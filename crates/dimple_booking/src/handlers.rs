// --- File: crates/dimple_booking/src/handlers.rs ---
//! Axum handlers for the booking REST surface.
//!
//! Authentication happens upstream; the gateway forwards the verified
//! identity in `x-actor-id` / `x-actor-role` headers and the handlers trust
//! them as given.

use crate::error::BookingError;
use crate::logic::{
    BookingService, CreateBookingRequest, CreateRatingRequest, ProviderView, UpdateStatusRequest,
};
use crate::models::{Actor, Booking, ProviderProfile, Rating, Role};
use crate::store::{Page, Store};
use axum::{
    extract::{Path, Query, State},
    http::{HeaderMap, StatusCode},
    response::Json,
};
use dimple_common::HttpStatusCode;
use dimple_config::AppConfig;
use dimple_scheduling::{DayAvailability, WeeklySchedule};
use serde::Deserialize;
use std::sync::Arc;
use tracing::info;

// Shared state for the booking routes
pub struct BookingState<S> {
    pub config: Arc<AppConfig>,
    pub service: Arc<BookingService<S>>,
}

/// Reads the trusted actor identity forwarded by the auth layer.
pub fn actor_from_headers(headers: &HeaderMap) -> Result<Actor, (StatusCode, String)> {
    let id = headers
        .get("x-actor-id")
        .and_then(|v| v.to_str().ok())
        .filter(|v| !v.is_empty())
        .ok_or((
            StatusCode::UNAUTHORIZED,
            "Missing x-actor-id header".to_string(),
        ))?;
    let role = headers
        .get("x-actor-role")
        .and_then(|v| v.to_str().ok())
        .ok_or((
            StatusCode::UNAUTHORIZED,
            "Missing x-actor-role header".to_string(),
        ))?;
    let role = match role {
        "client" => Role::Client,
        // "massager" is the legacy spelling of the provider role
        "provider" | "massager" => Role::Provider,
        "admin" => Role::Admin,
        other => {
            return Err((
                StatusCode::UNAUTHORIZED,
                format!("Unknown actor role: {}", other),
            ))
        }
    };
    Ok(Actor::new(id, role))
}

/// Maps domain errors onto the HTTP surface.
pub fn booking_error_response(err: BookingError) -> (StatusCode, String) {
    let status = StatusCode::from_u16(err.status_code())
        .unwrap_or(StatusCode::INTERNAL_SERVER_ERROR);
    if status == StatusCode::INTERNAL_SERVER_ERROR {
        info!("storage failure surfaced to client: {}", err);
        (status, "Internal server error".to_string())
    } else {
        (status, err.to_string())
    }
}

#[derive(Deserialize, Debug)]
#[cfg_attr(feature = "openapi", derive(utoipa::IntoParams))]
pub struct ListQuery {
    pub page: Option<u32>,
    pub limit: Option<u32>,
}

impl ListQuery {
    fn page(&self) -> Page {
        Page::new(self.page, self.limit)
    }
}

/// Payload for creating or replacing a provider profile.
#[derive(Deserialize, Debug)]
#[cfg_attr(feature = "openapi", derive(utoipa::ToSchema))]
pub struct UpsertProviderRequest {
    pub name: String,
    pub phone: Option<String>,
    #[cfg_attr(feature = "openapi", schema(example = 60000))]
    pub hourly_rate_cents: i64,
    #[serde(default = "default_available")]
    pub is_available: bool,
    #[serde(default)]
    pub days: Vec<DayAvailability>,
}

fn default_available() -> bool {
    true
}

/// Payload for replacing a provider's weekly schedule.
#[derive(Deserialize, Debug)]
#[cfg_attr(feature = "openapi", derive(utoipa::ToSchema))]
pub struct ScheduleUpdateRequest {
    pub days: Vec<DayAvailability>,
}

/// Handler to create a booking.
pub async fn create_booking_handler<S: Store + 'static>(
    State(state): State<Arc<BookingState<S>>>,
    headers: HeaderMap,
    Json(payload): Json<CreateBookingRequest>,
) -> Result<(StatusCode, Json<Booking>), (StatusCode, String)> {
    let actor = actor_from_headers(&headers)?;
    let booking = state
        .service
        .create_booking(&actor, payload)
        .await
        .map_err(booking_error_response)?;
    Ok((StatusCode::CREATED, Json(booking)))
}

/// Handler to fetch a single booking.
pub async fn get_booking_handler<S: Store + 'static>(
    State(state): State<Arc<BookingState<S>>>,
    headers: HeaderMap,
    Path(booking_id): Path<String>,
) -> Result<Json<Booking>, (StatusCode, String)> {
    let actor = actor_from_headers(&headers)?;
    let booking = state
        .service
        .get_booking(&booking_id, &actor)
        .await
        .map_err(booking_error_response)?;
    Ok(Json(booking))
}

/// Handler to list the caller's bookings, newest first.
pub async fn list_bookings_handler<S: Store + 'static>(
    State(state): State<Arc<BookingState<S>>>,
    headers: HeaderMap,
    Query(query): Query<ListQuery>,
) -> Result<Json<Vec<Booking>>, (StatusCode, String)> {
    let actor = actor_from_headers(&headers)?;
    let bookings = state
        .service
        .list_own_bookings(&actor, query.page())
        .await
        .map_err(booking_error_response)?;
    Ok(Json(bookings))
}

/// Handler to move a booking to a new status.
pub async fn update_status_handler<S: Store + 'static>(
    State(state): State<Arc<BookingState<S>>>,
    headers: HeaderMap,
    Path(booking_id): Path<String>,
    Json(payload): Json<UpdateStatusRequest>,
) -> Result<Json<Booking>, (StatusCode, String)> {
    let actor = actor_from_headers(&headers)?;
    let booking = state
        .service
        .set_booking_status(&booking_id, &actor, payload.status, payload.reason)
        .await
        .map_err(booking_error_response)?;
    Ok(Json(booking))
}

/// Handler to fetch a provider profile with its schedule and rating.
pub async fn get_provider_handler<S: Store + 'static>(
    State(state): State<Arc<BookingState<S>>>,
    Path(provider_id): Path<String>,
) -> Result<Json<ProviderView>, (StatusCode, String)> {
    let provider = state
        .service
        .get_provider(&provider_id)
        .await
        .map_err(booking_error_response)?;
    Ok(Json(provider))
}

/// Handler to create or replace a provider profile.
pub async fn upsert_provider_handler<S: Store + 'static>(
    State(state): State<Arc<BookingState<S>>>,
    headers: HeaderMap,
    Path(provider_id): Path<String>,
    Json(payload): Json<UpsertProviderRequest>,
) -> Result<Json<ProviderView>, (StatusCode, String)> {
    let actor = actor_from_headers(&headers)?;
    if payload.hourly_rate_cents <= 0 {
        return Err((
            StatusCode::BAD_REQUEST,
            "hourly_rate_cents must be positive".to_string(),
        ));
    }
    let schedule = WeeklySchedule::new(payload.days)
        .map_err(|e| (StatusCode::BAD_REQUEST, e.to_string()))?;
    // A fresh profile starts with an empty rating aggregate; replacing an
    // existing profile keeps it.
    let existing = state
        .service
        .store()
        .find_provider(&provider_id)
        .await
        .map_err(|e| booking_error_response(e.into()))?;
    let (rating_count, rating_sum) = existing
        .map(|p| (p.rating_count, p.rating_sum))
        .unwrap_or((0, 0));
    let profile = ProviderProfile {
        id: provider_id,
        name: payload.name,
        phone: payload.phone,
        hourly_rate_cents: payload.hourly_rate_cents,
        is_available: payload.is_available,
        schedule,
        rating_count,
        rating_sum,
    };
    let profile = state
        .service
        .upsert_provider(&actor, profile)
        .await
        .map_err(booking_error_response)?;
    Ok(Json(profile.into()))
}

/// Handler to replace a provider's weekly schedule.
pub async fn set_schedule_handler<S: Store + 'static>(
    State(state): State<Arc<BookingState<S>>>,
    headers: HeaderMap,
    Path(provider_id): Path<String>,
    Json(payload): Json<ScheduleUpdateRequest>,
) -> Result<Json<ProviderView>, (StatusCode, String)> {
    let actor = actor_from_headers(&headers)?;
    let schedule = WeeklySchedule::new(payload.days)
        .map_err(|e| (StatusCode::BAD_REQUEST, e.to_string()))?;
    let profile = state
        .service
        .set_schedule(&actor, &provider_id, schedule)
        .await
        .map_err(booking_error_response)?;
    Ok(Json(profile.into()))
}

/// Handler to rate a completed booking.
pub async fn create_rating_handler<S: Store + 'static>(
    State(state): State<Arc<BookingState<S>>>,
    headers: HeaderMap,
    Json(payload): Json<CreateRatingRequest>,
) -> Result<(StatusCode, Json<Rating>), (StatusCode, String)> {
    let actor = actor_from_headers(&headers)?;
    let rating = state
        .service
        .create_rating(&actor, payload)
        .await
        .map_err(booking_error_response)?;
    Ok((StatusCode::CREATED, Json(rating)))
}

/// Handler to list a provider's ratings, newest first.
pub async fn list_ratings_handler<S: Store + 'static>(
    State(state): State<Arc<BookingState<S>>>,
    Path(provider_id): Path<String>,
    Query(query): Query<ListQuery>,
) -> Result<Json<Vec<Rating>>, (StatusCode, String)> {
    let ratings = state
        .service
        .list_ratings(&provider_id, query.page())
        .await
        .map_err(booking_error_response)?;
    Ok(Json(ratings))
}

/// Handler for the admin view of bookings awaiting payment.
pub async fn awaiting_payment_handler<S: Store + 'static>(
    State(state): State<Arc<BookingState<S>>>,
    headers: HeaderMap,
    Query(query): Query<ListQuery>,
) -> Result<Json<Vec<Booking>>, (StatusCode, String)> {
    let actor = actor_from_headers(&headers)?;
    let bookings = state
        .service
        .list_awaiting_payment(&actor, query.page())
        .await
        .map_err(booking_error_response)?;
    Ok(Json(bookings))
}
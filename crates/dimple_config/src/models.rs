// --- File: crates/dimple_config/src/models.rs ---

use serde::{Deserialize, Serialize};

// --- General Server Config ---
#[cfg_attr(feature = "openapi", derive(utoipa::ToSchema))]
#[derive(Debug, Deserialize, Serialize, Clone)]
pub struct ServerConfig {
    pub host: String,
    pub port: u16,
}

// --- Database Config ---
#[cfg_attr(feature = "openapi", derive(utoipa::ToSchema))]
#[derive(Debug, Deserialize, Serialize, Clone)]
pub struct DatabaseConfig {
    pub url: String, // e.g. DATABASE_URL loaded via DIMPLE_DATABASE__URL
}

// --- Telebirr Config ---
// Holds non-secret Telebirr config. API secret loaded directly from env var:
// TELEBIRR_API_SECRET
#[cfg_attr(feature = "openapi", derive(utoipa::ToSchema))]
#[derive(Debug, Deserialize, Serialize, Clone)]
pub struct TelebirrConfig {
    pub api_url: String,     // Mandatory
    pub merchant_id: String, // Mandatory
    pub callback_url: String,
    pub timeout_seconds: Option<u64>,
    pub currency: Option<String>,
}

// --- Notification Config ---
// Bot token loaded directly from env var: TELEGRAM_BOT_TOKEN
#[cfg_attr(feature = "openapi", derive(utoipa::ToSchema))]
#[derive(Debug, Deserialize, Serialize, Clone, Default)]
pub struct NotifyConfig {
    pub admin_chat_id: Option<String>,
}

// --- Booking Rules Config ---
#[cfg_attr(feature = "openapi", derive(utoipa::ToSchema))]
#[derive(Debug, Deserialize, Serialize, Clone)]
pub struct BookingConfig {
    #[serde(default = "default_min_duration")]
    pub min_duration_minutes: u32,
    #[serde(default = "default_max_duration")]
    pub max_duration_minutes: u32,
    #[serde(default = "default_reason_len")]
    pub max_cancellation_reason_chars: usize,
}

fn default_min_duration() -> u32 {
    30
}
fn default_max_duration() -> u32 {
    240
}
fn default_reason_len() -> usize {
    300
}

impl Default for BookingConfig {
    fn default() -> Self {
        BookingConfig {
            min_duration_minutes: default_min_duration(),
            max_duration_minutes: default_max_duration(),
            max_cancellation_reason_chars: default_reason_len(),
        }
    }
}

// --- Unified App Configuration ---
#[cfg_attr(feature = "openapi", derive(utoipa::ToSchema))]
#[derive(Debug, Deserialize, Serialize, Clone)]
pub struct AppConfig {
    // Server config is mandatory
    pub server: ServerConfig,

    // --- Runtime Flags (optional in config file, default to false) ---
    #[serde(default)]
    pub use_telebirr: bool,
    #[serde(default)]
    pub use_notify: bool,

    // --- Optional Feature Configurations ---
    #[serde(default)]
    pub database: Option<DatabaseConfig>, // Central DB config
    #[serde(default)]
    pub telebirr: Option<TelebirrConfig>,
    #[serde(default)]
    pub notify: Option<NotifyConfig>,
    #[serde(default)]
    pub booking: BookingConfig,
}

· · ·

■ Goal of the exercise ■
Which lines above run from the one containing "let provider = state" to the one containing "pub async fn set_schedule_handler<S: Store"? Give them again exactly, both ends included.

■ Your solution ■
    let provider = state
        .service
        .get_provider(&provider_id)
        .await
        .map_err(booking_error_response)?;
    Ok(Json(provider))
}

/// Handler to create or replace a provider profile.
pub async fn upsert_provider_handler<S: Store + 'static>(
    State(state): State<Arc<BookingState<S>>>,
    headers: HeaderMap,
    Path(provider_id): Path<String>,
    Json(payload): Json<UpsertProviderRequest>,
) -> Result<Json<ProviderView>, (StatusCode, String)> {
    let actor = actor_from_headers(&headers)?;
    if payload.hourly_rate_cents <= 0 {
        return Err((
            StatusCode::BAD_REQUEST,
            "hourly_rate_cents must be positive".to_string(),
        ));
    }
    let schedule = WeeklySchedule::new(payload.days)
        .map_err(|e| (StatusCode::BAD_REQUEST, e.to_string()))?;
    // A fresh profile starts with an empty rating aggregate; replacing an
    // existing profile keeps it.
    let existing = state
        .service
        .store()
        .find_provider(&provider_id)
        .await
        .map_err(|e| booking_error_response(e.into()))?;
    let (rating_count, rating_sum) = existing
        .map(|p| (p.rating_count, p.rating_sum))
        .unwrap_or((0, 0));
    let profile = ProviderProfile {
        id: provider_id,
        name: payload.name,
        phone: payload.phone,
        hourly_rate_cents: payload.hourly_rate_cents,
        is_available: payload.is_available,
        schedule,
        rating_count,
        rating_sum,
    };
    let profile = state
        .service
        .upsert_provider(&actor, profile)
        .await
        .map_err(booking_error_response)?;
    Ok(Json(profile.into()))
}

/// Handler to replace a provider's weekly schedule.
pub async fn set_schedule_handler<S: Store + 'static>(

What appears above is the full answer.